Practical Guide to Homology Modeling
|Many assertions in this article are lacking literature citations. Help improving documentation in this article will be appreciated. Wikipedia's article on Homology modeling is well documented, although more technical and less of a practical guide than the present article.|
- Query sequence: The amino acid sequence for which a 3D model is wanted. More commonly called the target sequence, but talking about target vs. template gets confusing.

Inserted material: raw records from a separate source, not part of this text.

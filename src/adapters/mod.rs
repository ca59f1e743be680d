pub mod config_source;
pub mod network;
pub mod pac_resolver;
pub mod script_fetcher;
pub mod status_log;
pub mod watch;

pub use config_source::*;
pub use network::ResolvConfWatcher;
pub use pac_resolver::PacProxyResolver;
pub use script_fetcher::ReqwestScriptFetcher;
pub use status_log::LoggingStatusListener;
pub use watch::FileWatch;
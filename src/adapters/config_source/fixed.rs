use async_trait::async_trait;
use std::sync::Arc;
use tracing::debug;

use super::{ConfigObservers, LastSettings};
use crate::domain::{ProxyError, ProxySettings, Result};
use crate::ports::{ConfigObserver, ConfigSourcePort};

/// Configuration held in memory, replaced with [`FixedConfigSource::set`]
pub struct FixedConfigSource {
    current: LastSettings,
    observers: ConfigObservers,
}

impl FixedConfigSource {
    pub fn new(settings: ProxySettings) -> Self {
        let current = LastSettings::default();
        current.replace(&settings);
        Self {
            current,
            observers: ConfigObservers::default(),
        }
    }

    /// Replace the configuration. Observers are told only if it changed.
    pub fn set(&self, settings: ProxySettings) {
        if self.current.replace(&settings) {
            debug!("Fixed proxy configuration changed to {}", settings.name());
            self.observers.notify(&settings);
        }
    }
}

#[async_trait]
impl ConfigSourcePort for FixedConfigSource {
    async fn current_configuration(&self) -> Result<ProxySettings> {
        Ok(self.current.get().unwrap_or_default())
    }

    fn add_observer(&self, observer: Arc<dyn ConfigObserver>) {
        self.observers.add(observer);
    }
}

/// Source that never has a configuration
pub struct NullConfigSource;

#[async_trait]
impl ConfigSourcePort for NullConfigSource {
    async fn current_configuration(&self) -> Result<ProxySettings> {
        Err(ProxyError::ConfigUnavailable("no configuration source".into()))
    }

    fn add_observer(&self, _observer: Arc<dyn ConfigObserver>) {}
}
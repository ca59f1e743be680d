use std::collections::HashMap;
use std::io::BufRead;
use std::path::PathBuf;
use std::sync::Arc;

use clap::{Parser, Subcommand};
use futures::future::join_all;
use tracing::{info, warn};
use tracing_subscriber::EnvFilter;
use url::Url;

use nanopac::adapters::{FileConfigSource, FileWatch, LoggingStatusListener, ResolvConfConfigSource, ResolvConfWatcher};
use nanopac::ports::ConfigSourcePort;
use nanopac::{NanopacConfig, ProxyError, ProxyService, ProxyServiceBuilder, ResolutionResult, SyncProxyService};

#[derive(Parser, Debug)]
#[clap(version = env!("NANOPAC_VERSION"), author = env!("CARGO_PKG_AUTHORS"))]
pub struct Opts {
    /// Configuration file, created with defaults when missing
    #[clap(long, short = 'c')]
    config: Option<PathBuf>,

    #[clap(subcommand)]
    command: Command,
}

#[derive(Subcommand, Debug)]
enum Command {
    /// Print the proxies to use for each URL
    Resolve {
        #[clap(required = true)]
        urls: Vec<Url>,
    },
    /// Read URLs from stdin, one per line, and follow configuration and
    /// network changes while running. `!URL` reports that the last answer
    /// for URL failed, `reload` refetches the configuration, and `clear`
    /// forgets the proxies marked bad.
    Watch,
}

/// Running service plus the file watches feeding it
struct Running {
    service: ProxyService,
    _watches: Vec<FileWatch>,
}

fn start(config: &NanopacConfig, path: PathBuf) -> Result<Running, ProxyError> {
    let file_source = Arc::new(FileConfigSource::new(path));
    let source: Arc<dyn ConfigSourcePort> = if config.network.resolv_conf_rules.is_empty() {
        file_source.clone()
    } else {
        Arc::new(ResolvConfConfigSource::new(
            &config.network.resolv_conf_path,
            &config.network.resolv_conf_rules,
            file_source.clone(),
        )?)
    };

    let service = ProxyServiceBuilder::from_config(config)
        .config_source(source)
        .listener(Arc::new(LoggingStatusListener))
        .build()?;

    let mut watches = Vec::new();
    match file_source.watch() {
        Ok(watch) => watches.push(watch),
        Err(e) => warn!("Configuration changes will not be picked up: {}", e),
    }
    if config.network.watch_resolv_conf {
        match ResolvConfWatcher::new(&config.network.resolv_conf_path, service.observer()).start() {
            Ok(watch) => watches.push(watch),
            Err(e) => warn!("Network changes will not be picked up: {}", e),
        }
    }
    for watch in &watches {
        info!("Following changes to {}", watch.path().display());
    }

    Ok(Running {
        service,
        _watches: watches,
    })
}

fn watch(bridge: &SyncProxyService) {
    let mut last: HashMap<Url, ResolutionResult> = HashMap::new();

    for line in std::io::stdin().lock().lines() {
        let line = match line {
            Ok(line) => line,
            Err(e) => {
                warn!("Failed to read stdin: {}", e);
                break;
            }
        };
        let line = line.trim();

        match line {
            "" => continue,
            "reload" => {
                bridge.service().force_reload();
                continue;
            }
            "clear" => {
                bridge.service().clear_retry_cache();
                continue;
            }
            _ => {}
        }

        let (failed, raw) = match line.strip_prefix('!') {
            Some(raw) => (true, raw.trim()),
            None => (false, line),
        };
        let url = match Url::parse(raw) {
            Ok(url) => url,
            Err(e) => {
                println!("{}: {}", raw, e);
                continue;
            }
        };

        let outcome = match (failed, last.get(&url)) {
            (true, Some(prior)) => bridge.reconsider_after_error(url.clone(), prior.clone()),
            (true, None) => {
                println!("{}: nothing resolved yet", url);
                continue;
            }
            (false, _) => bridge.resolve(url.clone()),
        };

        match outcome {
            Ok(result) => {
                println!("{}: {}", url, result);
                last.insert(url, result);
            }
            Err(e) => {
                println!("{}: {}", url, e);
                last.remove(&url);
            }
        }
    }
}

fn main() -> Result<(), Box<dyn std::error::Error>> {
    tracing_subscriber::fmt()
        .with_env_filter(EnvFilter::try_from_default_env().unwrap_or_else(|_| EnvFilter::new("info")))
        .with_writer(std::io::stderr)
        .init();

    let opts = Opts::parse();
    let path = match opts.config {
        Some(path) => path,
        None => NanopacConfig::default_path()?,
    };
    let config = NanopacConfig::load(Some(&path))?;
    info!("Using configuration {}", path.display());

    let runtime = tokio::runtime::Builder::new_multi_thread().enable_all().build()?;
    let running = {
        let _guard = runtime.enter();
        start(&config, path)?
    };

    match opts.command {
        Command::Resolve { urls } => {
            let service = running.service.clone();
            let results = runtime.block_on(join_all(urls.iter().map(|url| service.resolve(url.clone()))));

            let mut failures = 0;
            for (url, result) in urls.iter().zip(results) {
                match result {
                    Ok(result) => println!("{}: {}", url, result),
                    Err(e) => {
                        failures += 1;
                        eprintln!("{}: {}", url, e);
                    }
                }
            }
            if failures > 0 {
                std::process::exit(1);
            }
        }
        Command::Watch => {
            let bridge = SyncProxyService::new(runtime.handle().clone(), running.service.clone());
            watch(&bridge);
        }
    }

    Ok(())
}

- Template: An empirically determined 3D protein structure with significant sequence similarity to the query.
- "Structure" will be used in this article to mean three-dimensional protein molecular structure.
What Is A Homology Model?
Homology models, also called comparative models, are obtained by folding a query protein sequence (also called the target sequence) to fit an empirically-determined template model. The registration between residues in the query and template is determined by an amino acid sequence alignment between the query and template sequences.
- Imagine that the template’s polypeptide backbone is a folded glass tube. Now imagine that the query sequence is a thin metal chain that can be pulled through the tube. The chain (query) will adopt the same fold as the tube (template). The sequence alignment specifies how far the chain should be pulled into the tube; that is, how the residues in the query sequence match up with the structure of the template.

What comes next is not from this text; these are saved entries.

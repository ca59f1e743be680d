use crate::domain::ServiceStatus;

/// Receives proxy service status changes. Called from the service context,
/// so implementations must not block.
pub trait StatusListener: Send + Sync {
    fn on_status_changed(&self, status: ServiceStatus);
}

/// Receives notifications that the network environment changed.
pub trait NetworkChangeObserver: Send + Sync {
    fn on_network_changed(&self);
}
use tokio::runtime::Handle;
use tokio::sync::oneshot;
use url::Url;

use super::context::in_service_context;
use super::{PendingResolution, ProxyError, ProxyService, ResolutionResult, Result};

/// Blocking front end for callers outside of async code.
///
/// Must not be used from async code: the service's own task (status
/// listeners run there) or any other thread currently driving a tokio
/// runtime. Such calls fail with [`ProxyError::BlockingInServiceContext`].
#[derive(Clone)]
pub struct SyncProxyService {
    runtime: Handle,
    service: ProxyService,
}

impl SyncProxyService {
    pub fn new(runtime: Handle, service: ProxyService) -> Self {
        Self { runtime, service }
    }

    pub fn service(&self) -> &ProxyService {
        &self.service
    }

    pub fn resolve(&self, url: Url) -> Result<ResolutionResult> {
        self.wait(move |service| service.resolve(url))
    }

    pub fn reconsider_after_error(&self, url: Url, prior: ResolutionResult) -> Result<ResolutionResult> {
        self.wait(move |service| service.reconsider_after_error(url, prior))
    }

    fn wait<F>(&self, start: F) -> Result<ResolutionResult>
    where
        F: FnOnce(&ProxyService) -> PendingResolution + Send + 'static,
    {
        // a runtime thread blocked here may be the one that has to run the request
        if in_service_context() || Handle::try_current().is_ok() {
            return Err(ProxyError::BlockingInServiceContext);
        }

        let (tx, rx) = oneshot::channel();
        let service = self.service.clone();
        self.runtime.spawn(async move {
            let result = start(&service).await;
            let _ = tx.send(result);
        });

        // the sender is dropped without a value if the runtime shuts down
        rx.blocking_recv().unwrap_or(Err(ProxyError::ServiceStopped))
    }
}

Errors or uncertainties in the sequence alignment result in errors or uncertainties in the homology model. Portions of the query sequence cannot be modeled reliably when there are Insertions/deletions in either sequence, or portions of the template that lack coordinates due to crystallographic disorder. Provided there is sufficient sequence identity between the query and template, the main chain in homology models is usually mostly correct. However, the positions of sidechains in homology models are usually incorrect.

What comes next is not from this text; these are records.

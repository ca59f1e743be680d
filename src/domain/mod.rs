pub mod context;
pub mod controller;
pub mod errors;
pub mod initializer;
pub mod models;
pub mod queue;
pub mod retry;
pub mod rules;
pub mod service;
pub mod status;
pub mod sync_bridge;

pub use context::in_service_context;
pub use controller::{Action, ConfigurationController, ControllerState, EffectiveMode, InitOutcome, StateKind};
pub use errors::*;
pub use initializer::{ResolverInitializer, DEFAULT_WPAD_URL};
pub use models::*;
pub use queue::{Dispatch, PendingRequest, PendingRequestQueue, Reply, RequestId, RequestKind};
pub use retry::{RetryEntry, RetryPolicy, RetryRegistry};
pub use rules::{BypassRule, ProxyRules};
pub use service::{PendingResolution, ProxyService, ServiceObserver, ServiceSettings, ServiceSnapshot};
pub use status::{ConnectionCode, ListenerId, ServiceStatus, StatusBoard};
pub use sync_bridge::SyncProxyService;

Nevertheless, homology models are useful for seeing low-resolution features, such as which residues are on the surface or buried, which are close to other features of interest (such as a putative active site), and the overall distribution of charges and evolutionary conservation.
Rationale for homology modeling
The science of predicting the structure of a protein from its sequence, using theory, has very limited success, despite decades of work by some very bright people, and real progress having been made (see Theoretical models).
Structure is more conserved than sequence. This conclusion is supported by many examples of proteins that have similar structures, yet no discernable sequence identity. An example is the ftsZ cell division protein in bacteria which shares structure with mammalian tubulin despite only 12-15% sequence identity. The customary interpretation is that modern proteins with very similar structures have a common ancestor, and that their sequences diverged while maintaining the ancestral 3D structure.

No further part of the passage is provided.